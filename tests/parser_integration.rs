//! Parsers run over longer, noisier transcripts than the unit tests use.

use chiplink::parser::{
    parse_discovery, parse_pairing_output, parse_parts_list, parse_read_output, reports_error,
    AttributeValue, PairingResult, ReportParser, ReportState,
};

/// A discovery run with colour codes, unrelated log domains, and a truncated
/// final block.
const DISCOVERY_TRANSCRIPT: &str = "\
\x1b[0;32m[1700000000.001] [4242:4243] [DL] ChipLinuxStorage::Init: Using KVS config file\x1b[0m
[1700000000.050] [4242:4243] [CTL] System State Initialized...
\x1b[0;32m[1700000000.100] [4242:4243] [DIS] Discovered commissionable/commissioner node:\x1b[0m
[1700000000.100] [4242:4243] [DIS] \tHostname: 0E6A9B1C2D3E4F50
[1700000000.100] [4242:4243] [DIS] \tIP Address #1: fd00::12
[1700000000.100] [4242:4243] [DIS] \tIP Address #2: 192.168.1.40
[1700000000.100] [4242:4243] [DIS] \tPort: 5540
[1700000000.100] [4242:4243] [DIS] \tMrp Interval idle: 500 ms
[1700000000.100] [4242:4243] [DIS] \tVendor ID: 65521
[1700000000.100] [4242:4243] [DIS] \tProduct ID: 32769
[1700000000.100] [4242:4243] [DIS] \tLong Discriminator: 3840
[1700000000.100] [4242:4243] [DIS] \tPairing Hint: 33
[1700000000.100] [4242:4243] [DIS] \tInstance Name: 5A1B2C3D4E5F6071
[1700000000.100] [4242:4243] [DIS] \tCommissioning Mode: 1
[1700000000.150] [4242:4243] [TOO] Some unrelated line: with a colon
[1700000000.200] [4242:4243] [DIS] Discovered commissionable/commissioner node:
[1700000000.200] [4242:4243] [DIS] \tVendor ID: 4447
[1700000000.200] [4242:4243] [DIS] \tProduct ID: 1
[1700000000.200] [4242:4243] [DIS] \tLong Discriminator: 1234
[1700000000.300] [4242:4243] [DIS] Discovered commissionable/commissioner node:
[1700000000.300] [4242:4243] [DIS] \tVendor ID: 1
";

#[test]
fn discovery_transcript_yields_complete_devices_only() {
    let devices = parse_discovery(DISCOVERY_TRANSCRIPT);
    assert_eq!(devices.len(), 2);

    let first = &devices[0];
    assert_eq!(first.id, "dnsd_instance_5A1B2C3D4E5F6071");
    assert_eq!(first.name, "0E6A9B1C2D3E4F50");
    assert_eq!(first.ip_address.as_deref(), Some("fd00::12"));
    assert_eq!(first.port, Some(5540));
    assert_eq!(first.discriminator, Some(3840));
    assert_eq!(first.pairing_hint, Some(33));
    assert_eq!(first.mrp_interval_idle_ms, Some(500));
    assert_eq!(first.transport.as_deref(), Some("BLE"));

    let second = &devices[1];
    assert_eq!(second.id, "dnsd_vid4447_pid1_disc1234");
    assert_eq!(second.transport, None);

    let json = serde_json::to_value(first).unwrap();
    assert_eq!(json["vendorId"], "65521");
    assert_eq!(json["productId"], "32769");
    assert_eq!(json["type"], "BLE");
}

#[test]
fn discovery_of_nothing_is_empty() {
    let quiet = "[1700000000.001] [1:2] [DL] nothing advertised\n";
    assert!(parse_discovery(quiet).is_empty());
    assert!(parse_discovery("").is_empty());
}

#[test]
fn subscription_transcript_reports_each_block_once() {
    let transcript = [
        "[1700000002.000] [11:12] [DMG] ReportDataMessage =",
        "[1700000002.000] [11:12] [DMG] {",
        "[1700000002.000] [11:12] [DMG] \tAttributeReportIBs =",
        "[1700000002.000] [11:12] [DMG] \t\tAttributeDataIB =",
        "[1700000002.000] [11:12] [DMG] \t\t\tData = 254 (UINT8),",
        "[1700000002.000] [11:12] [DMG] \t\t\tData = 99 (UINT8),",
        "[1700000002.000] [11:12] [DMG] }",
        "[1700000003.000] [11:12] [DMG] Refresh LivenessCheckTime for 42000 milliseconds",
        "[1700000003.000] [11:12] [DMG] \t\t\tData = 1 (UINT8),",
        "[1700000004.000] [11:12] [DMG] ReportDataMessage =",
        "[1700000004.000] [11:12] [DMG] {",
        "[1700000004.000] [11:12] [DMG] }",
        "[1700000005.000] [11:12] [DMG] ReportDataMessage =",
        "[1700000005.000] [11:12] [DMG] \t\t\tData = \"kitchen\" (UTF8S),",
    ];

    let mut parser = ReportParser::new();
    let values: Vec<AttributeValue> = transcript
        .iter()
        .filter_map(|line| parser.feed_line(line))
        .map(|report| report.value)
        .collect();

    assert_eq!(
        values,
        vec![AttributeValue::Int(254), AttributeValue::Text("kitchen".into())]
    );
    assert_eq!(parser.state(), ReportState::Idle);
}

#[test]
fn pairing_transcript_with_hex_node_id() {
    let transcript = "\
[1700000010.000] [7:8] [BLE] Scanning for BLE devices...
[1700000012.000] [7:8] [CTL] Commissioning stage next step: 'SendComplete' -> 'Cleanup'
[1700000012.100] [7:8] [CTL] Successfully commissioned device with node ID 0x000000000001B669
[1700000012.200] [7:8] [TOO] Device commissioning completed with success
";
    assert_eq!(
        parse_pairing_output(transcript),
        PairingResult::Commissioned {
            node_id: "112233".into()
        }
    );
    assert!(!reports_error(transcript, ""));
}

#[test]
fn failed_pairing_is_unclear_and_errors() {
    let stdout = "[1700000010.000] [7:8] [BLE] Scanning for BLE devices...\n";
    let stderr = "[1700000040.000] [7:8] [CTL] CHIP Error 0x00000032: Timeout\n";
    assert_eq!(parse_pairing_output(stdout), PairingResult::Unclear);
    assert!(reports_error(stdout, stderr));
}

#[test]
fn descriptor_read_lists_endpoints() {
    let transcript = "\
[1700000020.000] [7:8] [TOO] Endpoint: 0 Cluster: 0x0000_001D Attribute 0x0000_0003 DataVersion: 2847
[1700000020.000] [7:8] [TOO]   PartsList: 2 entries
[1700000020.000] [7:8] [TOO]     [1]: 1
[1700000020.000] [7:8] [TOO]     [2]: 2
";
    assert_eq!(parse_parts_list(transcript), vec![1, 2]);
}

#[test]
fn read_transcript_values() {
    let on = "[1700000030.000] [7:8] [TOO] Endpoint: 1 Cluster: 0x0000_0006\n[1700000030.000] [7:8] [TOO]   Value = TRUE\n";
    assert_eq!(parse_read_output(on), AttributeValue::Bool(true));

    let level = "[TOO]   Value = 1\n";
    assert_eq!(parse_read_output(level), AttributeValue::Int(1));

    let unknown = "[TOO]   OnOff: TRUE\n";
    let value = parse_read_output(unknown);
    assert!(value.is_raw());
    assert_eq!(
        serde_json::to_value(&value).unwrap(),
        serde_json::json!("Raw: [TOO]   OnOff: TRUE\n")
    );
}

********

(WORK REQUIRED):
Copy out every entry, keeping each line exactly as it is.

(TASK SOLUTION):
filename tests/parser_integration.rs
//! Parsers run over longer, noisier transcripts than the unit tests use.

use chiplink::parser::{
    parse_discovery, parse_pairing_output, parse_parts_list, parse_read_output, reports_error,
    AttributeValue, PairingResult, ReportParser, ReportState,
};

/// A discovery run with colour codes, unrelated log domains, and a truncated
/// final block.
const DISCOVERY_TRANSCRIPT: &str = "\
\x1b[0;32m[1700000000.001] [4242:4243] [DL] ChipLinuxStorage::Init: Using KVS config file\x1b[0m
[1700000000.050] [4242:4243] [CTL] System State Initialized...
\x1b[0;32m[1700000000.100] [4242:4243] [DIS] Discovered commissionable/commissioner node:\x1b[0m
[1700000000.100] [4242:4243] [DIS] \tHostname: 0E6A9B1C2D3E4F50
[1700000000.100] [4242:4243] [DIS] \tIP Address #1: fd00::12
[1700000000.100] [4242:4243] [DIS] \tIP Address #2: 192.168.1.40
[1700000000.100] [4242:4243] [DIS] \tPort: 5540
[1700000000.100] [4242:4243] [DIS] \tMrp Interval idle: 500 ms
[1700000000.100] [4242:4243] [DIS] \tVendor ID: 65521
[1700000000.100] [4242:4243] [DIS] \tProduct ID: 32769
[1700000000.100] [4242:4243] [DIS] \tLong Discriminator: 3840
[1700000000.100] [4242:4243] [DIS] \tPairing Hint: 33
[1700000000.100] [4242:4243] [DIS] \tInstance Name: 5A1B2C3D4E5F6071
[1700000000.100] [4242:4243] [DIS] \tCommissioning Mode: 1
[1700000000.150] [4242:4243] [TOO] Some unrelated line: with a colon
[1700000000.200] [4242:4243] [DIS] Discovered commissionable/commissioner node:
[1700000000.200] [4242:4243] [DIS] \tVendor ID: 4447
[1700000000.200] [4242:4243] [DIS] \tProduct ID: 1
[1700000000.200] [4242:4243] [DIS] \tLong Discriminator: 1234
[1700000000.300] [4242:4243] [DIS] Discovered commissionable/commissioner node:
[1700000000.300] [4242:4243] [DIS] \tVendor ID: 1
";

#[test]
fn discovery_transcript_yields_complete_devices_only() {
    let devices = parse_discovery(DISCOVERY_TRANSCRIPT);
    assert_eq!(devices.len(), 2);

    let first = &devices[0];
    assert_eq!(first.id, "dnsd_instance_5A1B2C3D4E5F6071");
    assert_eq!(first.name, "0E6A9B1C2D3E4F50");
    assert_eq!(first.ip_address.as_deref(), Some("fd00::12"));
    assert_eq!(first.port, Some(5540));
    assert_eq!(first.discriminator, Some(3840));
    assert_eq!(first.pairing_hint, Some(33));
    assert_eq!(first.mrp_interval_idle_ms, Some(500));
    assert_eq!(first.transport.as_deref(), Some("BLE"));

    let second = &devices[1];
    assert_eq!(second.id, "dnsd_vid4447_pid1_disc1234");
    assert_eq!(second.transport, None);

    let json = serde_json::to_value(first).unwrap();
    assert_eq!(json["vendorId"], "65521");
    assert_eq!(json["productId"], "32769");
    assert_eq!(json["type"], "BLE");
}

#[test]
fn discovery_of_nothing_is_empty() {
    let quiet = "[1700000000.001] [1:2] [DL] nothing advertised\n";
    assert!(parse_discovery(quiet).is_empty());
    assert!(parse_discovery("").is_empty());
}

#[test]
fn subscription_transcript_reports_each_block_once() {
    let transcript = [
        "[1700000002.000] [11:12] [DMG] ReportDataMessage =",
        "[1700000002.000] [11:12] [DMG] {",
        "[1700000002.000] [11:12] [DMG] \tAttributeReportIBs =",
        "[1700000002.000] [11:12] [DMG] \t\tAttributeDataIB =",
        "[1700000002.000] [11:12] [DMG] \t\t\tData = 254 (UINT8),",
        "[1700000002.000] [11:12] [DMG] \t\t\tData = 99 (UINT8),",
        "[1700000002.000] [11:12] [DMG] }",
        "[1700000003.000] [11:12] [DMG] Refresh LivenessCheckTime for 42000 milliseconds",
        "[1700000003.000] [11:12] [DMG] \t\t\tData = 1 (UINT8),",
        "[1700000004.000] [11:12] [DMG] ReportDataMessage =",
        "[1700000004.000] [11:12] [DMG] {",
        "[1700000004.000] [11:12] [DMG] }",
        "[1700000005.000] [11:12] [DMG] ReportDataMessage =",
        "[1700000005.000] [11:12] [DMG] \t\t\tData = \"kitchen\" (UTF8S),",
    ];

    let mut parser = ReportParser::new();
    let values: Vec<AttributeValue> = transcript
        .iter()
        .filter_map(|line| parser.feed_line(line))
        .map(|report| report.value)
        .collect();

    assert_eq!(
        values,
        vec![AttributeValue::Int(254), AttributeValue::Text("kitchen".into())]
    );
    assert_eq!(parser.state(), ReportState::Idle);
}

#[test]
fn pairing_transcript_with_hex_node_id() {
    let transcript = "\
[1700000010.000] [7:8] [BLE] Scanning for BLE devices...
[1700000012.000] [7:8] [CTL] Commissioning stage next step: 'SendComplete' -> 'Cleanup'
[1700000012.100] [7:8] [CTL] Successfully commissioned device with node ID 0x000000000001B669
[1700000012.200] [7:8] [TOO] Device commissioning completed with success
";
    assert_eq!(
        parse_pairing_output(transcript),
        PairingResult::Commissioned {
            node_id: "112233".into()
        }
    );
    assert!(!reports_error(transcript, ""));
}

#[test]
fn failed_pairing_is_unclear_and_errors() {
    let stdout = "[1700000010.000] [7:8] [BLE] Scanning for BLE devices...\n";
    let stderr = "[1700000040.000] [7:8] [CTL] CHIP Error 0x00000032: Timeout\n";
    assert_eq!(parse_pairing_output(stdout), PairingResult::Unclear);
    assert!(reports_error(stdout, stderr));
}

#[test]
fn descriptor_read_lists_endpoints() {
    let transcript = "\
[1700000020.000] [7:8] [TOO] Endpoint: 0 Cluster: 0x0000_001D Attribute 0x0000_0003 DataVersion: 2847
[1700000020.000] [7:8] [TOO]   PartsList: 2 entries
[1700000020.000] [7:8] [TOO]     [1]: 1
[1700000020.000] [7:8] [TOO]     [2]: 2
";
    assert_eq!(parse_parts_list(transcript), vec![1, 2]);
}

#[test]
fn read_transcript_values() {
    let on = "[1700000030.000] [7:8] [TOO] Endpoint: 1 Cluster: 0x0000_0006\n[1700000030.000] [7:8] [TOO]   Value = TRUE\n";
    assert_eq!(parse_read_output(on), AttributeValue::Bool(true));

    let level = "[TOO]   Value = 1\n";
    assert_eq!(parse_read_output(level), AttributeValue::Int(1));

    let unknown = "[TOO]   OnOff: TRUE\n";
    let value = parse_read_output(unknown);
    assert!(value.is_raw());
    assert_eq!(
        serde_json::to_value(&value).unwrap(),
        serde_json::json!("Raw: [TOO]   OnOff: TRUE\n")
    );
}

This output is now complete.